And so it is that we’ve finally arrived at that one day of the year where college football takes precedence over everything else and we Michigan fans get to watch a game we’ve been looking forward to since that brutal game on November 27.

Tomorrow’s matchup with No. 21 Mississippi State takes on added significance after Michigan’s two-year absence from post-season play and the fate of Head Coach Rich Rodriguez hanging in the balance.

Michigan always plays well against SEC teams (20-5-1 all-time and 7-3 in bowl games), but as we’ve learned the past three seasons, this isn’t the Michigan of old anymore.

That could spell doom for Rodriguez, but I don’t think the outcome of Saturday’s game will factor into his fate, and that’s the last thing I’ll say about the coaching situation.

Perhaps the most important factor for Michigan is the health of Denard Robinson who, by all accounts, is as healthy as he has been all season. He struggled late in the season when he was banged up and didn’t seem to have the same burst he displayed early in the season. But Saturday he’ll be healthy and playing in the warm and sunny weather of his home state of Florida.

Mississippi State is an interesting study. It’s a team that hung tough with Auburn and Arkansas, but didn’t really beat anybody good all season and barely survived 4-8 UAB. In other words, its season is reminiscent of Michigan’s.

The strength of the Bulldogs is the defense, led by linebacker Chris White, an all-SEC first team defender who gets the task of trying to slow down Robinson.

In week two, White and the Bulldog defense held Heisman winner Cam Newton to his worst performance of the season. Auburn won 17-14, but Newton completed just 11-of-19 passes for 136 yards and two touchdowns and rushed 18 times for 70 yards (3.9 yards per carry).

Head Coach Dan Mullen hopes to replicate that performance against Michigan on Saturday, but what give me hope is that performance was a long time ago. In the last five games, MSU’s defense gave up an average of 26.4 points per game. That’s good news for Michigan since the Bulldog offense doesn’t exactly light up the scoreboards, ranking in the middle of the pack nationally in points scored.
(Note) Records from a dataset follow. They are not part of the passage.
//! Config file management.
//!
//! Stores the config as JSON in the platform config directory.

use crate::config::AppConfig;
use crate::error::CoreError;
use directories::ProjectDirs;
use parking_lot::RwLock;
use std::fs;
use std::path::{Path, PathBuf};
use std::sync::Arc;
use tracing::{debug, info};

/// Config file name
const CONFIG_FILE_NAME: &str = "config.json";

/// Statistics DB file name
const DB_FILE_NAME: &str = "statistics.db";

/// Config manager
///
/// Loads/saves the config file and holds the in-memory copy.
#[derive(Debug, Clone)]
pub struct ConfigManager {
    /// Current config
    config: Arc<RwLock<AppConfig>>,
    /// Config file path
    config_path: PathBuf,
}

impl ConfigManager {
    /// Create a manager for the platform default path.
    ///
    /// Writes a default config file when none exists.
    pub fn new() -> Result<Self, CoreError> {
        let config_path = Self::config_dir()?.join(CONFIG_FILE_NAME);
        Self::with_path(config_path)
    }

    /// Create a manager for an explicit path.
    pub fn with_path(config_path: PathBuf) -> Result<Self, CoreError> {
        if let Some(parent) = config_path.parent() {
            if !parent.as_os_str().is_empty() && !parent.exists() {
                fs::create_dir_all(parent).map_err(|e| {
                    CoreError::Config(format!(
                        "failed to create config dir {}: {e}",
                        parent.display()
                    ))
                })?;
                info!("created config dir: {}", parent.display());
            }
        }

        let config = if config_path.exists() {
            Self::load_from_file(&config_path)?
        } else {
            let default_config = AppConfig::default_config();
            Self::save_to_file(&config_path, &default_config)?;
            info!("wrote default config: {}", config_path.display());
            default_config
        };

        config.validate()?;

        Ok(Self {
            config: Arc::new(RwLock::new(config)),
            config_path,
        })
    }

    /// Current config (cloned)
    pub fn get(&self) -> AppConfig {
        self.config.read().clone()
    }

    /// Replace the config and persist it.
    pub fn update(&self, new_config: AppConfig) -> Result<(), CoreError> {
        new_config.validate()?;
        Self::save_to_file(&self.config_path, &new_config)?;
        *self.config.write() = new_config;
        debug!("config saved: {}", self.config_path.display());
        Ok(())
    }

    /// Apply `updater` to a copy of the config and persist the result.
    pub fn update_with<F>(&self, updater: F) -> Result<AppConfig, CoreError>
    where
        F: FnOnce(&mut AppConfig),
    {
        let mut config = self.get();
        updater(&mut config);
        self.update(config.clone())?;
        Ok(config)
    }

    /// Config file path
    pub fn config_path(&self) -> &Path {
        &self.config_path
    }

    /// Re-read the config file.
    pub fn reload(&self) -> Result<(), CoreError> {
        let config = Self::load_from_file(&self.config_path)?;
        config.validate()?;
        *self.config.write() = config;
        info!("config reloaded");
        Ok(())
    }

    /// Statistics DB path: explicit `storage.db_path` or the platform data dir.
    pub fn db_path(&self) -> Result<PathBuf, CoreError> {
        match self.config.read().storage.db_path.clone() {
            Some(path) => Ok(path),
            None => Ok(Self::data_dir()?.join(DB_FILE_NAME)),
        }
    }

    /// Platform config dir
    ///
    /// - Linux: `~/.config/regionmetrics/`
    /// - macOS: `~/Library/Application Support/io.regionmetrics.regionmetrics/`
    /// - Windows: `%APPDATA%\regionmetrics\regionmetrics\config\`
    pub fn config_dir() -> Result<PathBuf, CoreError> {
        Self::project_dirs().map(|dirs| dirs.config_dir().to_path_buf())
    }

    /// Platform data dir (statistics DB)
    pub fn data_dir() -> Result<PathBuf, CoreError> {
        Self::project_dirs().map(|dirs| dirs.data_dir().to_path_buf())
    }

    fn project_dirs() -> Result<ProjectDirs, CoreError> {
        ProjectDirs::from("io", "regionmetrics", "regionmetrics")
            .ok_or_else(|| CoreError::Config("no home directory for config".to_string()))
    }

    fn load_from_file(path: &Path) -> Result<AppConfig, CoreError> {
        let content = fs::read_to_string(path).map_err(|e| {
            CoreError::Config(format!("failed to read config {}: {e}", path.display()))
        })?;

        let config: AppConfig = serde_json::from_str(&content).map_err(|e| {
            CoreError::Config(format!("failed to parse config {}: {e}", path.display()))
        })?;

        debug!("config loaded: {}", path.display());
        Ok(config)
    }

    fn save_to_file(path: &Path, config: &AppConfig) -> Result<(), CoreError> {
        let content = serde_json::to_string_pretty(config)
            .map_err(|e| CoreError::Config(format!("failed to serialize config: {e}")))?;

        fs::write(path, content).map_err(|e| {
            CoreError::Config(format!("failed to write config {}: {e}", path.display()))
        })?;

        Ok(())
    }
}
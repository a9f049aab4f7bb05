//! Active entry registry.
//!
//! Owns one coordinator, its reading entities and its background loop per
//! configured entry. Every loop stops on its own unload or on the process-wide
//! shutdown signal, whichever comes first.

use regionmetrics_core::config::ConfigEntry;
use regionmetrics_core::error::CoreError;
use regionmetrics_core::ports::fetcher::MetricsFetcher;
use regionmetrics_core::ports::statistics::StatisticsStore;
use std::collections::HashMap;
use std::sync::Arc;
use std::time::Duration;
use tokio::sync::watch;
use tokio::task::JoinHandle;
use tracing::{info, warn};

use crate::appender::StatisticsRecorder;
use crate::coordinator::RefreshCoordinator;
use crate::sensor::RegionSensors;

/// Running entry
pub struct EntryHandle {
    pub entry: ConfigEntry,
    pub coordinator: Arc<RefreshCoordinator>,
    pub sensors: Arc<RegionSensors>,
    stop_tx: Arc<watch::Sender<bool>>,
    task: JoinHandle<()>,
}

impl EntryHandle {
    /// Whether the background refresh loop is still alive.
    pub fn is_running(&self) -> bool {
        !self.task.is_finished()
    }
}

/// Entry id → running entry
pub struct EntryRegistry {
    fetcher: Arc<dyn MetricsFetcher>,
    store: Arc<dyn StatisticsStore>,
    interval: Duration,
    shutdown_rx: watch::Receiver<bool>,
    entries: HashMap<String, EntryHandle>,
}

impl EntryRegistry {
    pub fn new(
        fetcher: Arc<dyn MetricsFetcher>,
        store: Arc<dyn StatisticsStore>,
        interval: Duration,
        shutdown_rx: watch::Receiver<bool>,
    ) -> Self {
        Self {
            fetcher,
            store,
            interval,
            shutdown_rx,
            entries: HashMap::new(),
        }
    }

    /// Bring an entry up.
    ///
    /// Listeners are attached before the blocking first refresh so the first
    /// record also populates readings and statistics. When that refresh fails
    /// nothing is registered and the error is returned.
    pub async fn setup_entry(&mut self, entry: ConfigEntry) -> Result<(), CoreError> {
        if self.entries.contains_key(&entry.entry_id) {
            return Err(CoreError::Config(format!(
                "entry already loaded: {}",
                entry.entry_id
            )));
        }

        let coordinator = Arc::new(RefreshCoordinator::new(
            entry.title.clone(),
            entry.region_id.clone(),
            self.fetcher.clone(),
            self.interval,
        ));
        let sensors = Arc::new(RegionSensors::new(
            &entry.entry_id,
            &entry.region_id,
            entry.region_name.as_deref(),
        ));

        coordinator.register_listener(sensors.clone());
        coordinator.register_listener(Arc::new(StatisticsRecorder::new(self.store.clone())));

        coordinator.first_refresh().await?;

        let (stop_tx, stop_rx) = watch::channel(false);
        let stop_tx = Arc::new(stop_tx);
        tokio::spawn(forward_shutdown(self.shutdown_rx.clone(), stop_tx.clone()));
        let task = tokio::spawn(coordinator.clone().run(stop_rx));

        info!("entry loaded: {} ({})", entry.title, entry.entry_id);
        self.entries.insert(
            entry.entry_id.clone(),
            EntryHandle {
                entry,
                coordinator,
                sensors,
                stop_tx,
                task,
            },
        );
        Ok(())
    }

    /// Stop an entry's loop and drop it. Returns `false` for an unknown id.
    pub async fn unload_entry(&mut self, entry_id: &str) -> bool {
        let Some(handle) = self.entries.remove(entry_id) else {
            return false;
        };

        let _ = handle.stop_tx.send(true);
        if let Err(e) = handle.task.await {
            warn!("refresh loop for {entry_id} ended abnormally: {e}");
        }
        info!("entry unloaded: {} ({entry_id})", handle.entry.title);
        true
    }

    pub async fn unload_all(&mut self) {
        let ids: Vec<String> = self.entries.keys().cloned().collect();
        for id in ids {
            self.unload_entry(&id).await;
        }
    }

    pub fn get(&self, entry_id: &str) -> Option<&EntryHandle> {
        self.entries.get(entry_id)
    }

    pub fn entry_ids(&self) -> Vec<String> {
        let mut ids: Vec<String> = self.entries.keys().cloned().collect();
        ids.sort();
        ids
    }

    pub fn len(&self) -> usize {
        self.entries.len()
    }

    pub fn is_empty(&self) -> bool {
        self.entries.is_empty()
    }
}

/// Relay the shared shutdown flag to one entry's loop.
///
/// Ends when the flag is raised, when the shared sender goes away, or when the
/// entry's loop has exited on its own.
async fn forward_shutdown(
    mut shutdown_rx: watch::Receiver<bool>,
    stop_tx: Arc<watch::Sender<bool>>,
) {
    tokio::select! {
        _ = stop_tx.closed() => {}
        raised = async {
            loop {
                if *shutdown_rx.borrow_and_update() {
                    return true;
                }
                if shutdown_rx.changed().await.is_err() {
                    return false;
                }
            }
        } => {
            if raised {
                let _ = stop_tx.send(true);
            }
        }
    }
}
Offensively, the Bulldogs’ best player is tackle Derek Sherrod, a second-team All-American who figures to be a first round draft pick in the 2011 NFL Draft. He has helped pave the way for the nation’s 16th-best rush offense, but his line has also allowed 22 sacks. An interesting matchup to watch will be Michigan’s defensive line against Sherrod and company. Can Mike Martin, Ryan Van Bergen, and Craig Roh pressure quarterback Chris Relf or get into the backfield to disrupt the run game? If so, it will help Michigan’s young and oft-maligned secondary.

Mississippi State’s pass offense is it’s weakness, ranking 91st in the nation with just 178.6 yards per game. Much of that has to do with the strength of its running game, but Relf ranks 52nd nationally in pass efficiency, just behind Indiana’s Ben Chappell.

Expect the Bulldogs to pound the ball on the ground and try to keep Michigan’s offense off the field, much like Wisconsin did, except out of a spread similar to Illinois’ (and Michigan’s for that matter). That could play into Michigan’s hands since the defense goes up against a similar style offense in practice every day.

Robinson warms up during practice in Jacksonville

According to Rodriguez, Michigan should get junior receiver Martavious Odoms back from a foot injury that has sidelined him since the Michigan State game. If he really is healthy enough to play at full speed, that will help Michigan both in the run and pass game. Odoms is the most experienced wideout on the team,with sure hands, and despite his small frame, is a great blocking receiver to set up Robinson’s runs.

Also healthy is Michigan’s best offensive lineman, center David Molk who missed time in the last few games with a foot injury. His presence will help combat White and MSU linemen Pernell McPhee, Josh Boyd, and Fletcher Cox.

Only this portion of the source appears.